Procedure Exit(error : integer);
Exit() aborts a program early. It is the acceptable method of
escaping a program. It does the same stuff that the program normally
does when it quits, then returns the error number you give it to
AmigaDOS. Any exit procedures you have installed can recognize a
program that terminated due to the Exit() procedure because ExitAddr
will always be Nil. According to convention, the error number should be
zero if the program terminated correctly, 5 for a warning, 10 for an
error, and 20 for a catastrophic error.
Procedure Trap(num : integer);
The argument for this procedure must be a constant expression,
although the type doesn't matter. All it does is insert a 68000 trap
instruction into the code at the point of the statement. This is
useful for the debugger I use, and for nothing else I can imagine.
It effectively inserts a break point in the program.
Procedure Inc(x : Any ordinal or Pointer type);
If x is an ordinal type, Inc() just adds one to it. If it is a
pointer type, Inc() adds the size of whatever x points to. If x is a
string, for example, Inc() just adds one. If x is an Address type,
it adds four (No particular reason for that, by the way).
Procedure Dec(x : any ordinal or pointer type);
Dec() is exactly analogous to Inc(), in that it subtracts either
one or the size of whatever the pointer points to.
Extra Statements
First of all, PCQ supports if, while, repeat, for, case, goto and
with statements.
The if, while, repeat, goto and with statements work just like the
Standard Pascal report says they should. The case statement is now
much more like normal Pascal than it was in version 1.0. Each case
can have any number of constants or constant ranges. At the end of
the case construct, as the final case, you can have an ELSE
statement. This will execute, not surprisingly, if none of the cases
is true. Thus a couple of example case statements are:
case Letter of case Number * 5 of
'a' : statement1; -MaxInt..0 : statement1;
'b'..'g' : statement2; 1..MaxInt : statement2;
'j', end;
'm'..'o',
'h' : statement3;
else
statement4;
end;
The for statement supports 'downto', which changes the increment
from 1 to -1. It also supports 'by', which allows you to set the
increment. The argument for the 'by' part can be any regular
expression, but for any negative increment you must use 'downto'
rather than 'to', or the loop will only run once. For that matter
all 'for' loops run at least one time. Anyway the syntax looks
something like:
for <variable> := <expression> to|downto <expression>
[by <expression>] do <statement>;
The other statement included is 'return', which simply aborts a
PROCEDURE early. You can abort a FUNCTION early by assigning the
function name to some value, so 'return' works only in procedures.
Reserved Words
The reserved words of PCQ are as follows:
and for procedure
array forward program
begin function record
by goto repeat
case if return
const in set
div label then
do mod to
downto not type
else of until
end or var
external packed while
file private with
As you can see, even the unimplemented stuff is reserved.
Expressions
The compiler will accept the normal expression syntax, like most
programming languages. It will also accept several new operators
similar to ones in Turbo Pascal and C. These are:
Xor This operator returns the exclusive-or result of the
two operands. For example, 3 xor 5 returns 7. This
is the same as the Turbo XOR operator, or the ^
operator in C. This operator has the same precedence
as the +, -, and OR operators.
Shl This operator shifts left the value on the left the
number of bit positions specified on the right. Thus
1 shl 5 = 32. This again is the same as the Turbo
operator and the C << operator. It has the same
precedence as the *, /, div, and AND operator.

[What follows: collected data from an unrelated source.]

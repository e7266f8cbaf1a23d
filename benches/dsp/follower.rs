//! Benchmarks for the envelope follower.

use std::hint::black_box;

use criterion::{BenchmarkId, Criterion};
use drumnode::dsp::EnvelopeFollower;

use crate::BLOCK_SIZES;

pub fn bench_follower(c: &mut Criterion) {
    let mut group = c.benchmark_group("dsp/follower");

    for &size in BLOCK_SIZES {
        let input: Vec<f32> = (0..size).map(|i| (i as f32 * 0.1).sin()).collect();
        let mut buffer = input.clone();

        let mut follower = EnvelopeFollower::new(48_000.0, 1.0, 50.0);
        group.bench_with_input(BenchmarkId::new("process_block", size), &size, |b, _| {
            b.iter(|| {
                buffer.copy_from_slice(&input);
                follower.process_block(black_box(&mut buffer));
            })
        });
    }

    group.finish();
}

Shr This is the same as Shl, but shifts the value to the
right. It uses logical rather than arithmetic shifts,
so negative values will provide positive results.

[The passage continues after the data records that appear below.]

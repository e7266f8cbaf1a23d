//! Benchmarks for per-sample DSP primitives.

mod delay;
mod envelope;
mod follower;
mod oscillator;

pub use delay::bench_delay;
pub use envelope::bench_envelope;
pub use follower::bench_follower;
pub use oscillator::bench_oscillator;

Hexadecimal representation can be used anywhere an integer is
expected.
Floating Point Math
As of version 1.0c, real numbers are integrated into the language.

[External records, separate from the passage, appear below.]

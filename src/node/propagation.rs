#[cfg(feature = "serde")]
use serde::{Deserialize, Serialize};

/*
Trigger Propagation
===================

A struck node forwards its trigger to every listener once its own sound has
decayed (the envelope's falling edge). Each hop multiplies the trigger's
energy by the decay factor, so a wave fades out after a few hops:

    node A ──(1.0)──→ B ──(0.8)──→ C ──(0.64)──→ D ...

Energy also scales the receiving node's amplitude, so the wave is audibly
quieter as it travels. Once the forwarded energy would drop below
MIN_PROPAGATION_ENERGY the wave stops.

Kill stops a node from forwarding until it is struck locally again, which is
how a running wave is cut off across the network.
*/

/// Forwarded energy at or below this stops the wave.
pub const MIN_PROPAGATION_ENERGY: f32 = 0.01;

#[cfg_attr(feature = "serde", derive(Serialize, Deserialize))]
#[derive(Debug, Clone, Copy, PartialEq, Eq, Default)]
pub enum Direction {
    Clockwise,
    CounterClockwise,
    #[default]
    Bidirectional,
}

impl Direction {
    pub fn from_index(index: i32) -> Option<Self> {
        match index {
            0 => Some(Direction::Clockwise),
            1 => Some(Direction::CounterClockwise),
            2 => Some(Direction::Bidirectional),
            _ => None,
        }
    }

    pub fn index(self) -> i32 {
        match self {
            Direction::Clockwise => 0,
            Direction::CounterClockwise => 1,
            Direction::Bidirectional => 2,
        }
    }
}

#[cfg_attr(feature = "serde", derive(Serialize, Deserialize))]
#[derive(Debug, Clone, Copy, PartialEq)]
pub struct PropagationSettings {
    pub enabled: bool,
    /// Energy multiplier applied per hop, in [0, 1].
    pub decay: f32,
    pub direction: Direction,
}

impl Default for PropagationSettings {
    fn default() -> Self {
        Self {
            enabled: true,
            decay: 0.8,
            direction: Direction::Bidirectional,
        }
    }
}

/// A trigger to forward to every registered listener.
#[derive(Debug, Clone, Copy, PartialEq)]
pub struct Propagation {
    pub energy: f32,
    pub direction: Direction,
}

/// Tracks the wave the node is currently part of.
#[derive(Debug, Clone, Copy)]
pub(crate) struct Wave {
    pub energy: f32,
    pub direction: Direction,
    pub killed: bool,
}

impl Wave {
    pub fn new(direction: Direction) -> Self {
        Self {
            energy: 1.0,
            direction,
            killed: false,
        }
    }

    /// A local strike starts a fresh wave at full energy.
    pub fn strike(&mut self, direction: Direction) {
        self.energy = 1.0;
        self.direction = direction;
        self.killed = false;
    }

    /// A trigger from upstream continues its wave.
    pub fn receive(&mut self, energy: f32, direction: Direction) {
        self.energy = if energy.is_finite() {
            energy.clamp(0.0, 1.0)
        } else {
            0.0
        };
        self.direction = direction;
    }

    /// What to forward on a falling edge, if anything.
    pub fn forward(&self, settings: &PropagationSettings) -> Option<Propagation> {
        if !settings.enabled || self.killed {
            return None;
        }
        let energy = self.energy * settings.decay.clamp(0.0, 1.0);
        (energy > MIN_PROPAGATION_ENERGY).then_some(Propagation {
            energy,
            direction: self.direction,
        })
    }
}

In the program text they can be specified using the normal syntax of
a series of digits, followed by a period, followed by any number of
digits. The syntax that looks like 1.0876E-4 is NOT supported.
The only math operators supported are +, -, /, and *. The rest
of the MathFFP.library is also accessible. The standard functions
pertaining to real math are Abs(), floor(), ceil(), trunc() and
float(). I have included some reasonable sin() and cos() functions,
which are accurate to about four digits, and reasonably fast.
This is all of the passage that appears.